Colorado releases its 2030 Census Strategic Action Plan, partnering with nonprofits to build trust and prevent millions in lost federal funding due to undercounts in rural and minority communities.

A $2,300-per-head price tag. That’s the estimated federal funding tied to census data for every Coloradan in 2016.
Miss that number by a thousand people, and you just burned $2 million in potential federal cash. For a state already staring down annual budget shortfalls for two consecutive years, that’s not a rounding error. That’s real money for roads, schools, and hospitals that isn’t coming from Washington.
Colorado is finally admitting it has a census problem. The state demography office released its 2030 Census Strategic Action Plan in May, and the document is essentially a post-mortem on the 2020 count, adjusted for the chaos of the pandemic. The goal? Stop losing millions because people in rural and minority communities didn’t fill out a form they didn’t trust.

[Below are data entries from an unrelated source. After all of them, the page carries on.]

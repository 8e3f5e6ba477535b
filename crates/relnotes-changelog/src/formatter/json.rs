//! JSON formatter

use relnotes_core::{ChangelogError, Result};

use super::ChangelogFormatter;
use crate::types::ReleaseDocument;

/// Renders the grouped document as pretty-printed JSON
#[derive(Debug, Clone, Copy, Default)]
pub struct JsonFormatter;

impl ChangelogFormatter for JsonFormatter {
    fn format(&self, doc: &ReleaseDocument) -> Result<String> {
        serde_json::to_string_pretty(doc)
            .map_err(|e| ChangelogError::RenderFailed(e.to_string()).into())
    }

    fn name(&self) -> &'static str {
        "json"
    }

    fn extension(&self) -> &'static str {
        "json"
    }
}
//! Byte sinks for the `unijson` serializer.
//!
//! The serializer never builds an intermediate document: it streams compact
//! JSON text into any implementation of [`JsonWrite`]. Growable buffers
//! (`Vec<u8>`, `String`) never fail, fixed-capacity ones report
//! [`WriteError::BufferFull`].
#![no_std]
#![cfg_attr(docsrs, feature(doc_cfg))]

#[cfg(feature = "std")]
extern crate std;

#[cfg(all(feature = "alloc",not(feature = "std")))]
extern crate alloc;

use core::fmt;

mod foreign;

pub type WriteResult<T> = Result<T, WriteError>;

/// An error returned by [`JsonWrite`]
#[derive(Debug, Clone, Copy, PartialEq, Eq, Hash)]
#[non_exhaustive]
pub enum WriteError {
    /// Buffer is full
    BufferFull,
}

#[cfg(feature = "std")]
impl std::error::Error for WriteError {}

impl fmt::Display for WriteError {
    fn fmt(&self, f: &mut fmt::Formatter<'_>) -> fmt::Result {
        match self {
            WriteError::BufferFull => f.write_str("output buffer is full"),
        }
    }
}

/// The serializer emits JSON text into implementations of this trait.
///
/// Only UTF-8 text is ever written, so sinks that require valid strings
/// (like `String`) may rely on every complete call sequence being UTF-8.
pub trait JsonWrite {
    /// Write all bytes from `buf`.
    ///
    /// When over capacity return `Err(WriteError::BufferFull)`.
    fn write(&mut self, buf: &[u8]) -> WriteResult<()>;
    /// Write a single ASCII `byte`.
    ///
    /// When over capacity return `Err(WriteError::BufferFull)`.
    #[inline]
    fn write_byte(&mut self, byte: u8) -> WriteResult<()> {
        self.write(core::slice::from_ref(&byte))
    }
    /// Write a string.
    ///
    /// When over capacity return `Err(WriteError::BufferFull)`.
    #[inline]
    fn write_str(&mut self, s: &str) -> WriteResult<()> {
        self.write(s.as_bytes())
    }
}

impl<T: JsonWrite + ?Sized> JsonWrite for &'_ mut T {
    #[inline]
    fn write(&mut self, buf: &[u8]) -> WriteResult<()> {
        (**self).write(buf)
    }
    #[inline]
    fn write_byte(&mut self, byte: u8) -> WriteResult<()> {
        (**self).write_byte(byte)
    }
    #[inline]
    fn write_str(&mut self, s: &str) -> WriteResult<()> {
        (**self).write_str(s)
    }
}

/// A fixed-capacity writer over a borrowed byte slice.
#[derive(Debug, PartialEq)]
pub struct SliceWriter<'a> {
    buf: &'a mut [u8],
    len: usize
}

impl AsRef<[u8]> for SliceWriter<'_> {
    /// Returns the written portion of the slice
    fn as_ref(&self) -> &[u8] {
        &self.buf[..self.len]
    }
}

impl<'a> SliceWriter<'a> {
    /// Create new instance
    pub fn new(buf: &'a mut [u8]) -> Self {
        SliceWriter { buf, len: 0 }
    }
    /// Return written length
    pub fn len(&self) -> usize {
        self.len
    }
    /// Return `true` if nothing has been written yet
    pub fn is_empty(&self) -> bool {
        self.len == 0
    }
    /// Return total capacity
    pub fn capacity(&self) -> usize {
        self.buf.len()
    }
    /// Return remaining capacity
    pub fn rem_capacity(&self) -> usize {
        self.buf.len() - self.len
    }
    /// Return the written portion as a string slice.
    ///
    /// Returns `None` when a write was cut in the middle of a multi-byte character.
    pub fn as_str(&self) -> Option<&str> {
        core::str::from_utf8(self.as_ref()).ok()
    }
    /// Forget the written content, keeping the buffer.
    pub fn clear(&mut self) {
        self.len = 0;
    }
    /// Destruct into the written portion of the underlying buffer
    /// with the buffer's borrowed lifetime.
    pub fn into_written(self) -> &'a mut [u8] {
        let SliceWriter { buf, len } = self;
        &mut buf[..len]
    }
}

impl JsonWrite for SliceWriter<'_> {
    fn write(&mut self, buf: &[u8]) -> WriteResult<()> {
        let end = self.len + buf.len();
        match self.buf.get_mut(self.len..end) {
            Some(chunk) => {
                chunk.copy_from_slice(buf);
                self.len = end;
                Ok(())
            }
            None => Err(WriteError::BufferFull)
        }
    }
}

impl fmt::Write for SliceWriter<'_> {
    fn write_str(&mut self, s: &str) -> fmt::Result {
        JsonWrite::write_str(self, s).map_err(|_| fmt::Error)
    }
}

The strategy hinges on a partnership with nonprofits, specifically a group called Communities Lead Communities Thrive. This isn’t a top-down directive from the capital. It’s a coalition of organizations working to break down barriers to state grant funding for historically underrepresented groups. They’re focusing on the folks who get left out of the count — rural residents, immigrant communities, low-income households.
Marco Dorado, managing director of Communities Lead Communities Thrive, puts it plainly. “Asking someone to be counted requires trust. You don’t build trust overnight.”
That’s the core issue. The census happens once every decade. If you miss the window, or if people don’t trust the process, the data is wrong. And if the data is wrong, the funding is wrong. Dorado notes that an undercount doesn’t just mean a missing person on a spreadsheet; it means the need for services doesn’t go away, but the money to pay for them does.
Let’s do the math on the stakes. The census determines federal funding flow, yes, but it also dictates how many seats Colorado gets in the U.S. House of Representatives and how legislative districts are drawn. A bad count means less influence in Congress and the Electoral College. It means less leverage for our voice in Washington.
The state’s plan is to use a long runway. The 2020 census was dynamic because of COVID, but it was also rushed. The 2030 plan aims to give nonprofits enough time to build that trust before the actual count begins. They’re elevating the voices of community leaders to ensure that when the question comes, people know who to trust.
On paper, this sounds like a solid investment. In practice, it’s about fixing the leak in the bucket. The state demography office estimates that even a small undercount in specific areas can result in millions in lost funding. For the Western Slope, where rural isolation and language barriers can compound distrust, this partnership is critical.
The bottom line is simple. If we undercount, we pay more for the same services. If we count accurately, we bring in millions more in federal dollars. The 2030 plan is an attempt to stop the bleeding. It’s not about politics; it’s about arithmetic. And right now, the arithmetic is telling us we’re losing money every time we miss a mark.